No Discurso sobre o livre-câmbio, preparado para pronunciamento no congresso dos economistas livre-cambistas, que não efetuou, Marx claramente desenvolve uma noção de crise econômica como expressão dialética das relações contraditórias entre acumulação e população operária, como mais tarde desenvolveria mais rigorosamente na Lei geral da acumulação capitalista, em O Capital (MARX, 1988, Livro 1, v. 2, pp. 178-203). Nesta formulação, as relações de causalidade entre crescimento do capital produtivo, aumento da procura por trabalho e o valor do trabalho, subindo os salários, que é esgrimida pelos economistas, encontra em Marx a seguinte contra-argumentação:

“Se o capital permanece estacionário, a indústria não apenas estacionará mas entrará em declínio, e o operário será, neste caso, a primeira vítima. […] O crescimento do capital produtivo implica a acumulação e a concentração de capitais. A concentração de capitais conduz a uma maior divisão do trabalho e a um maior emprego de máquinas. Uma maior divisão do trabalho liquida a especialidade do trabalho e destrói especialidade do trabalhador, e, substituindo-a por um trabalho que todo mundo pode fazer, aumenta a concorrência entre os operários.” (MARX, 2010m, pp. 459-460).

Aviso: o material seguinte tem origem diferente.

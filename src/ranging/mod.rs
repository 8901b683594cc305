//! Ranging session lifecycle
//!
//! One [`RangingSession`] per connected peer, driven through
//! created → token-pending → active ⇄ suspended → invalidated by the
//! [`RangingSessionManager`].

pub mod capability;
pub mod manager;
pub mod session;

pub use capability::{
    MockRangingCapability, MockRangingProbe, RangingCall, RangingCapability, RangingConfiguration,
    RangingError, RangingEvent, RangingResult, RemovalReason,
};
pub use manager::{RangingSessionManager, SessionOutcome, TokenOutcome};
pub use session::{RangingSession, SessionState};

Vê-se aqui a clara relação entre duas fases do ciclo econômico da indústria como momentos de alta e baixa, ou prosperidade e declínio, mediados pelas fases ou momentos de depressão, crise e estagnação; e todo este processo do capital como movimento de expansão e contração da acumulação, determinado pelas variações quantitativas nas relações entre o trabalho não pago e o trabalho pago, sob o envólucro do valor. Marx, todavia, localiza dentro das relações econômicas as contradições que impulsionam a tendência às crises e afirma:

Enfim, quanto mais aumenta o capital produtivo, tanto mais ele é obrigado a produzir para um mercado cujas necessidades desconhece, tanto mais a produção precede o consumo, tanto mais a oferta tende a forçar a procura e, por consequência, as crises são cada vez mais intensas e frequentes. Mas toda crise, por sua vez, acelera a concentração de capitais e engrossa as fileiras do proletariado (Idem).

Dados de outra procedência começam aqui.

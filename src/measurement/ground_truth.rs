//! Surveyed distances between fixed destinations

use crate::core::constants::{KITCHEN_MEETING_ROOM_M, WINDOW_KITCHEN_M, WINDOW_MEETING_ROOM_M};
use crate::core::Destination;
use crate::utils::config::ConfigError;
use serde::{Deserialize, Serialize};
use std::collections::HashSet;

/// Known distance between two destinations (meters)
#[derive(Debug, Clone, PartialEq, Serialize, Deserialize)]
pub struct GroundTruthEntry {
    pub position_a: Destination,
    pub position_b: Destination,
    pub distance_meters: f64,
}

impl GroundTruthEntry {
    pub fn new(position_a: Destination, position_b: Destination, distance_meters: f64) -> Self {
        Self {
            position_a,
            position_b,
            distance_meters,
        }
    }

    fn key(&self) -> (Destination, Destination) {
        pair_key(self.position_a, self.position_b)
    }

    fn matches(&self, a: Destination, b: Destination) -> bool {
        self.key() == pair_key(a, b)
    }
}

fn pair_key(a: Destination, b: Destination) -> (Destination, Destination) {
    if a <= b {
        (a, b)
    } else {
        (b, a)
    }
}

/// Symmetric lookup table with one entry per unordered destination pair
#[derive(Debug, Clone, PartialEq, Serialize, Deserialize)]
#[serde(transparent)]
pub struct GroundTruthTable {
    entries: Vec<GroundTruthEntry>,
}

impl Default for GroundTruthTable {
    fn default() -> Self {
        Self::canonical()
    }
}

impl GroundTruthTable {
    pub fn new(entries: Vec<GroundTruthEntry>) -> Self {
        Self { entries }
    }

    /// The three surveyed office positions
    pub fn canonical() -> Self {
        Self::new(vec![
            GroundTruthEntry::new(Destination::Window, Destination::Kitchen, WINDOW_KITCHEN_M),
            GroundTruthEntry::new(Destination::Window, Destination::MeetingRoom, WINDOW_MEETING_ROOM_M),
            GroundTruthEntry::new(Destination::Kitchen, Destination::MeetingRoom, KITCHEN_MEETING_ROOM_M),
        ])
    }

    pub fn entries(&self) -> &[GroundTruthEntry] {
        &self.entries
    }

    pub fn len(&self) -> usize {
        self.entries.len()
    }

    pub fn is_empty(&self) -> bool {
        self.entries.is_empty()
    }

    /// Distance between two destinations in either order
    pub fn lookup(&self, a: Destination, b: Destination) -> Option<f64> {
        if a == b {
            return None;
        }
        self.entries
            .iter()
            .find(|entry| entry.matches(a, b))
            .map(|entry| entry.distance_meters)
    }

    /// Reject self pairs, non-positive distances and duplicate pairs
    pub fn validate(&self) -> Result<(), ConfigError> {
        let mut seen = HashSet::new();
        for entry in &self.entries {
            if entry.position_a == entry.position_b {
                return Err(ConfigError::InvalidParameter {
                    parameter: "ground_truth".to_string(),
                    value: entry.position_a.to_string(),
                    reason: "pair must join two different destinations".to_string(),
                });
            }
            if !entry.distance_meters.is_finite() || entry.distance_meters <= 0.0 {
                return Err(ConfigError::InvalidParameter {
                    parameter: "ground_truth".to_string(),
                    value: entry.distance_meters.to_string(),
                    reason: "distance must be positive".to_string(),
                });
            }
            if !seen.insert(entry.key()) {
                return Err(ConfigError::InvalidParameter {
                    parameter: "ground_truth".to_string(),
                    value: format!("{}/{}", entry.position_a, entry.position_b),
                    reason: "duplicate pair".to_string(),
                });
            }
        }
        Ok(())
    }

    /// Every pair of `required` destinations has an entry
    pub fn covers(&self, required: &[Destination]) -> bool {
        required.iter().enumerate().all(|(i, a)| {
            required[i + 1..]
                .iter()
                .all(|b| a == b || self.lookup(*a, *b).is_some())
        })
    }
}

#[cfg(test)]
mod tests {
    use super::*;

    #[test]
    fn test_symmetric_lookup() {
        let table = GroundTruthTable::canonical();
        assert_eq!(table.lookup(Destination::Window, Destination::Kitchen), Some(10.287));
        assert_eq!(table.lookup(Destination::Kitchen, Destination::Window), Some(10.287));
        assert_eq!(table.lookup(Destination::MeetingRoom, Destination::Kitchen), Some(6.187));
        assert_eq!(table.lookup(Destination::Window, Destination::MeetingRoom), Some(5.587));
        assert_eq!(table.lookup(Destination::MeetingRoom, Destination::Window), Some(5.587));
        assert_eq!(table.lookup(Destination::Window, Destination::Window), None);
    }

    #[test]
    fn test_canonical_table_is_valid() {
        let table = GroundTruthTable::canonical();
        assert!(table.validate().is_ok());
        assert!(table.covers(&Destination::ALL));
    }

    #[test]
    fn test_duplicate_pair_rejected() {
        let table = GroundTruthTable::new(vec![
            GroundTruthEntry::new(Destination::Window, Destination::Kitchen, 10.0),
            GroundTruthEntry::new(Destination::Kitchen, Destination::Window, 10.5),
        ]);
        assert!(table.validate().is_err());
    }

    #[test]
    fn test_invalid_entries_rejected() {
        let self_pair = GroundTruthTable::new(vec![GroundTruthEntry::new(
            Destination::Window,
            Destination::Window,
            1.0,
        )]);
        assert!(self_pair.validate().is_err());

        let negative = GroundTruthTable::new(vec![GroundTruthEntry::new(
            Destination::Window,
            Destination::Kitchen,
            -2.0,
        )]);
        assert!(negative.validate().is_err());
    }

    #[test]
    fn test_partial_table_coverage() {
        let table = GroundTruthTable::new(vec![GroundTruthEntry::new(
            Destination::Window,
            Destination::Kitchen,
            10.287,
        )]);
        assert!(table.covers(&[Destination::Window, Destination::Kitchen]));
        assert!(!table.covers(&Destination::ALL));
    }

    #[test]
    fn test_table_serializes_as_list() {
        let table = GroundTruthTable::canonical();
        let json = serde_json::to_value(&table).unwrap();
        assert_eq!(json.as_array().map(|a| a.len()), Some(3));
        assert_eq!(json[0]["position_b"], "kitchen");
    }
}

Em Carta a Annenkov, em Dezembro de 1846, Marx define a crise econômica de 1825 como a “primeira crise universal” do capitalismo, resultante do desenvolvimento da grande indústria e da introdução da maquinaria à produção. Segundo o autor, antes desta data, a introdução da maquinaria no processo produtivo da Inglaterra foi devido ao crescimento no

consumo acima da capacidade de produção industrial, portanto, atendia às necessidades do mercado deste país; posteriormente, a aplicação da maquinaria deriva da luta entre patrões e empregados. Nos outros países do continente europeu, a maquinaria é introduzida em função da concorrência com a própria Inglaterra; já nos Estados Unidos decorre tanto da concorrência quanto da insuficiência da força de trabalho para atender às necessidades de produção. Esta relação estabelecida entre o desenvolvimento da primeira crise de caráter universal do sistema do capital, acompanhando o processo de mecanização da produção industrial, atribui um papel importante à aplicação tecnológica na universalização do modo de produção do capital e, com ele, da crise de acumulação que lhe é intrínseca (209).